Sayap patah pepatah digubah
Guru digugu lan ditiru,
diikuti dan diteladani,
berubah menjelma menjadi
diguyu lan ditinggal turu,
ditertawakan dan ditinggal tidur.
Pertama
Peluru ketapel menembus,
tepat menghujam bola mata indah soko guru.
Seketika menganga,
darah mengalir deras
beriringan dengan degub kencang irama kekhawatiran.
Trauma melanda,
menyayat hati keluarga.
Semestinya dihormati,
berubah menjadi dimusuhi.
Tak sepantasnya dan sepatutnya
memperlakukan guru seperti itu,
bak memburu binatang,
tak berhenti sampai buruannya mati.
Jangan pernah bicara kemanusiaan
kalau kau binatang.
Naluri memanusiakan manusia
merupakan jalan bagi mereka yang punya akal dan hati nurani.
Kedua
Gaji tidak seberapa,
tuntutan tidak kira-kira.
Murid nakal, guru jadi sasaran.
Murid berprestasi, guru minim apresiasi.
Guru banyak kontribusi,
anehnya murid berjoget semakin menjadi-jadi.
Masih terngiang di telinga kita,
berita masif berseliweran menghiasi media massa:
Pak Guru Subhan dituntut habis-habisan
oleh orang tua yang tidak terima anaknya terluka.
Paralon kecil menjadi saksi bisu
betapa beratnya perjuangan seorang guru.
Mereka mendidik, mengarahkan, bahkan mencontohkan.
Pukulan sayang dari jemari tangan sang pena kebaikan
masih saja disalahtafsirkan.
Sang pencerah mulai gundah.
Orang tua dan anaknya tak lagi ramah.
Datang ke sekolah marah-marah,
membawa senjata dengan arogan.
Status sosial ditentukan oleh apa yang dimiliki dan siapa yang dikenal.
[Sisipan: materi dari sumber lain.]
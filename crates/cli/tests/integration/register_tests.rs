//! Register command integration tests.

use predicates::prelude::*;

use super::common::TestEnv;

const SOURCE: &str = "kind: KeptnGitRepository\nmetadata:\n  name: shop\nspec:\n  repository: https://git.example.com/shop.git\n";

#[test]
fn register_creates_then_reports_unchanged() {
  let env = TestEnv::new();
  let file = env.write_file("source.yaml", SOURCE);

  env
    .kgitops_cmd()
    .arg("register")
    .arg(&file)
    .assert()
    .success()
    .stdout(predicate::str::contains("Registered shop"));

  env
    .kgitops_cmd()
    .arg("register")
    .arg(&file)
    .assert()
    .success()
    .stdout(predicate::str::contains("shop is unchanged"));
}

#[test]
fn register_detects_changed_spec() {
  let env = TestEnv::new();
  let file = env.write_file("source.yaml", SOURCE);
  env.kgitops_cmd().arg("register").arg(&file).assert().success();

  env.write_file("source.yaml", &format!("{SOURCE}  branch: release\n"));
  env
    .kgitops_cmd()
    .arg("register")
    .arg(&file)
    .assert()
    .success()
    .stdout(predicate::str::contains("Updated shop"));
}

#[test]
fn register_rejects_other_kinds() {
  let env = TestEnv::new();
  let file = env.write_file("stage.yaml", super::common::STAGE_DEV);

  env
    .kgitops_cmd()
    .arg("register")
    .arg(&file)
    .assert()
    .failure()
    .stderr(predicate::str::contains("KeptnStage"));
}

#[test]
fn register_json_output() {
  let env = TestEnv::new();
  let file = env.write_file("source.yaml", SOURCE);

  env
    .kgitops_cmd()
    .args(["--output", "json", "register"])
    .arg(&file)
    .assert()
    .success()
    .stdout(predicate::str::contains("\"outcome\": \"created\""));
}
Ingin sekali kuhancurkan kepalaku sekaligus kuelus dengkulku
melihat peristiwa pilu yang dialami seorang guru.
Ketiga
Kasus suap seratus juta
menghebohkan jagad maya,
mengguncangkan dunia pendidikan
Negeri Wakanda bin Konoha, alias Enam Dua.
Guru takut menegur.
Etika dan moral semakin hancur.
Bertindak tegas, takut polisi.
Dituntut dan dijebloskan ke jeruji besi.
Keempat
Ibarat sebuah panggung pertunjukan,
pendidikan dianggap sebuah hiburan.
Mereka berjuang demi generasi unggulan,
tidak sedikit yang menertawakan,
terus dihantui ketidakpastian.
Janji-janji penguasa menggaung setiap tahunnya.
Kenaikan gaji yang mereka inginkan hanya bualan.
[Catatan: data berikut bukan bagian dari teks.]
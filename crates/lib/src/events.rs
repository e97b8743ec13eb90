//! Human-readable events attached to resources.
//!
//! Events are the only place content and policy outcomes (skipped manifests,
//! tags that would not be overwritten, missing prerequisites) become visible
//! outside the logs.

use std::fmt;
use std::sync::Mutex;

use serde::Serialize;
use tracing::{info, warn};

use crate::resource::ObjectKey;

#[derive(Debug, Clone, Copy, PartialEq, Eq, Serialize)]
pub enum EventType {
  Normal,
  Warning,
}

impl fmt::Display for EventType {
  fn fmt(&self, f: &mut fmt::Formatter<'_>) -> fmt::Result {
    match self {
      EventType::Normal => f.write_str("Normal"),
      EventType::Warning => f.write_str("Warning"),
    }
  }
}

#[derive(Debug, Clone, PartialEq, Eq, Serialize)]
pub struct Event {
  pub target: ObjectKey,
  pub event_type: EventType,
  pub reason: String,
  pub message: String,
}

pub trait EventRecorder: Send + Sync {
  fn record(&self, event: Event);

  fn normal(&self, target: &ObjectKey, reason: &str, message: String) {
    self.record(Event {
      target: target.clone(),
      event_type: EventType::Normal,
      reason: reason.to_string(),
      message,
    });
  }

  fn warning(&self, target: &ObjectKey, reason: &str, message: String) {
    self.record(Event {
      target: target.clone(),
      event_type: EventType::Warning,
      reason: reason.to_string(),
      message,
    });
  }
}

/// Emits events as log lines.
#[derive(Debug, Default, Clone, Copy)]
pub struct LogRecorder;

impl EventRecorder for LogRecorder {
  fn record(&self, event: Event) {
    match event.event_type {
      EventType::Normal => info!(target_object = %event.target, reason = %event.reason, "{}", event.message),
      EventType::Warning => warn!(target_object = %event.target, reason = %event.reason, "{}", event.message),
    }
  }
}

/// Keeps events in memory and also logs them.
#[derive(Debug, Default)]
pub struct MemoryRecorder {
  events: Mutex<Vec<Event>>,
}

impl MemoryRecorder {
  pub fn new() -> Self {
    Self::default()
  }

  pub fn events(&self) -> Vec<Event> {
    self.events.lock().unwrap_or_else(|p| p.into_inner()).clone()
  }

  /// Remove and return everything recorded so far.
  pub fn drain(&self) -> Vec<Event> {
    std::mem::take(&mut *self.events.lock().unwrap_or_else(|p| p.into_inner()))
  }

  pub fn reasons(&self) -> Vec<String> {
    self.events().into_iter().map(|e| e.reason).collect()
  }
}

impl EventRecorder for MemoryRecorder {
  fn record(&self, event: Event) {
    LogRecorder.record(event.clone());
    self.events.lock().unwrap_or_else(|p| p.into_inner()).push(event);
  }
}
Kebutuhan sehari-hari semakin melambung tinggi.
Iming-iming status kepegawaian tak kunjung usai.
Kelima
Aneh sekali.
Oknum guru amoral disanjung,
guru yang kritis dirundung.
Tiktoker simbol keterbukaan,
singer simbol kesenian.
Segalanya menjadi gamblang.
Viral maha segalanya, mengalahkan logika.
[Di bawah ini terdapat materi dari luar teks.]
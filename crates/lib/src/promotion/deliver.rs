//! Publishes service artifacts to the upstream repository as tagged commits.

use std::io;

use thiserror::Error;
use tracing::{debug, info, warn};

use super::discover::{DiscoverError, Discovery, discover_services, discover_stages};
use super::types::{ArtifactLayout, ArtifactService, PromotedTag, PromotionReport, StageOverlay};
use super::upstream::{Upstream, UpstreamConfig, UpstreamError};
use crate::consts::{
  ARTIFACT_BASE_DIR, ARTIFACT_STAGES_DIR, PROMOTION_AUTHOR_EMAIL, PROMOTION_AUTHOR_NAME, PROMOTION_COMMIT_MESSAGE,
  PROMOTION_TAG_MESSAGE,
};
use crate::events::EventRecorder;
use crate::resource::ObjectKey;
use crate::util::fs::{FsError, copy_dir, remove_dir_if_exists};

#[derive(Debug, Error)]
pub enum PromotionError {
  #[error(transparent)]
  Discover(#[from] DiscoverError),

  #[error("failed to create upstream working directory: {0}")]
  Workdir(#[source] io::Error),

  #[error("failed to assemble artifacts for '{service}': {source}")]
  Assemble {
    service: String,
    #[source]
    source: FsError,
  },

  #[error("failed to promote '{service}': {source}")]
  Upstream {
    service: String,
    #[source]
    source: UpstreamError,
  },

  #[error(transparent)]
  Clone(UpstreamError),
}

/// Promote every artifact service in `layout` to the upstream repository.
///
/// Each service is copied into `base/<service>` with its stage overlays under
/// `stages/<stage>/<service>`, committed and tagged `<service>-<version>-<configVersion>`.
/// An existing tag is only replaced when the service allows it; otherwise
/// the service is skipped and a warning event is recorded on `target`.
pub fn promote_artifacts(
  layout: &ArtifactLayout,
  project: &str,
  upstream: &UpstreamConfig,
  recorder: &dyn EventRecorder,
  target: &ObjectKey,
) -> Result<PromotionReport, PromotionError> {
  let mut report = PromotionReport {
    project: project.to_string(),
    ..Default::default()
  };

  let Discovery { services, rejected } = discover_services(layout)?;
  for rejected in rejected {
    recorder.warning(
      target,
      "InvalidArtifact",
      format!("Skipping artifact {}: {}", rejected.name, rejected.reason),
    );
    report.rejected.push(rejected.name);
  }
  if services.is_empty() {
    debug!(project, "no artifacts to promote");
    return Ok(report);
  }

  let stages = discover_stages(layout)?;
  let workdir = tempfile::Builder::new()
    .prefix("kgitops-upstream-")
    .tempdir()
    .map_err(PromotionError::Workdir)?;
  let repo = Upstream::clone_into(upstream, workdir.path()).map_err(PromotionError::Clone)?;

  for service in &services {
    let tag = service.tag();
    let exists = repo.tag_exists(&tag).map_err(upstream_err(service))?;
    if exists && !service.metadata.overwrite_tag {
      info!(service = %service.name, tag = %tag, "tag exists, not overwriting");
      recorder.warning(target, "TagExists", format!("Would not overwrite tag {tag}"));
      report.skipped.push(tag);
      continue;
    }

    assemble(&repo, layout, service, &stages)?;
    let promoted = publish(&repo, service, &tag, exists, recorder, target)?;
    recorder.normal(
      target,
      "ArtifactPromoted",
      format!("Promoted {} as {}", service.name, promoted.tag),
    );
    report.promoted.push(promoted);
  }

  Ok(report)
}

fn upstream_err(service: &ArtifactService) -> impl Fn(UpstreamError) -> PromotionError + '_ {
  move |source| PromotionError::Upstream {
    service: service.name.clone(),
    source,
  }
}

/// Replace the service's directories in the upstream working tree.
fn assemble(
  repo: &Upstream,
  layout: &ArtifactLayout,
  service: &ArtifactService,
  stages: &[StageOverlay],
) -> Result<(), PromotionError> {
  let fs_err = |source| PromotionError::Assemble {
    service: service.name.clone(),
    source,
  };
  let name = &service.name;
  let dest_base = repo.workdir().join(ARTIFACT_BASE_DIR).join(name);
  let dest_stages = repo.workdir().join(ARTIFACT_STAGES_DIR);

  remove_dir_if_exists(&dest_base).map_err(fs_err)?;
  for stage in stages {
    remove_dir_if_exists(&dest_stages.join(&stage.name).join(name)).map_err(fs_err)?;
  }

  copy_dir(&service.path, &dest_base).map_err(fs_err)?;

  if let Some(chart_dir) = service.metadata.chart_dir.as_deref().filter(|d| !d.is_empty()) {
    let chart_src = layout.worktree().join(chart_dir);
    copy_dir(&chart_src, &dest_base.join("helm").join(name)).map_err(fs_err)?;
  }

  for stage in stages {
    let overlay = stage.service_dir(name);
    if overlay.is_dir() {
      copy_dir(&overlay, &dest_stages.join(&stage.name).join(name)).map_err(fs_err)?;
      debug!(service = %name, stage = %stage.name, "copied stage overlay");
    } else {
      debug!(service = %name, stage = %stage.name, "no stage overlay");
    }
  }
  Ok(())
}

/// Commit, tag and push the assembled tree.
fn publish(
  repo: &Upstream,
  service: &ArtifactService,
  tag: &str,
  replace: bool,
  recorder: &dyn EventRecorder,
  target: &ObjectKey,
) -> Result<PromotedTag, PromotionError> {
  let err = upstream_err(service);

  let tree = repo.stage_all().map_err(&err)?;
  let commit = match repo
    .commit_if_changed(tree, PROMOTION_COMMIT_MESSAGE, PROMOTION_AUTHOR_NAME, PROMOTION_AUTHOR_EMAIL)
    .map_err(&err)?
  {
    Some(commit) => commit,
    None => repo.head_commit().map_err(&err)?,
  };

  repo
    .create_tag(tag, commit, PROMOTION_TAG_MESSAGE, PROMOTION_AUTHOR_NAME, PROMOTION_AUTHOR_EMAIL)
    .map_err(&err)?;

  repo.push_branch().map_err(&err)?;
  // The old remote tag stays until the branch has landed.
  if replace {
    repo.delete_remote_tag(tag).map_err(&err)?;
  }
  if let Err(e) = repo.push_tag(tag) {
    warn!(tag, error = %e, "tag push failed");
    recorder.warning(target, "TagPushFailed", format!("Could not push tag {tag}: {e}"));
  }

  info!(service = %service.name, tag, commit = %commit, replaced = replace, "promoted artifact");
  Ok(PromotedTag {
    service: service.name.clone(),
    tag: tag.to_string(),
    commit: commit.to_string(),
    replaced: replace,
  })
}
Haknya ditelantarkan atas dalih agama dan kebijakan penguasa.
Sungguh malang sekali nasibmu.
Semoga pemuja buta terkena karma.
Entahlah, kepada siapa kami mengadu.
Berbagai kejadian pilu menghantuimu,
seperti labirin buntu,
berputar-putar tak menentu.
Nasib tidak berpihak kepadamu.
Sungguh nahas keadaanmu.
Harus bertahan hidup
dengan gaji lima ratus ribu.
Jalan setapak kau lalui,
sungai-sungai kau susuri,
pegunungan terjal nan curam kau lewati
demi murid yang kau cintai,
atas nama pengabdian kepada negeri.
Miris mendengar berita terkini:
guru dibuli dan dimaki,
orang tua tidak peduli,
siswa kurang empati.
Sering mengusap peluh,
tidak sekalipun mengeluh.
Pikiran dan hatinya terlalu teduh,
bagai pohon rindang yang terus tumbuh.
Semangatmu terus bergelora
demi mencerdaskan anak bangsa.
Selalu optimis merajut asa,
meskipun hakmu dimonopoli penguasa.
Duhai pahlawan tanpa tanda jasa,
jasamu layak disematkan centang biru.
Lakumu patut ditiru.
Ilmumu menjadi tumpuan kami berpacu dengan waktu,
supaya negara kami layak disebut maju.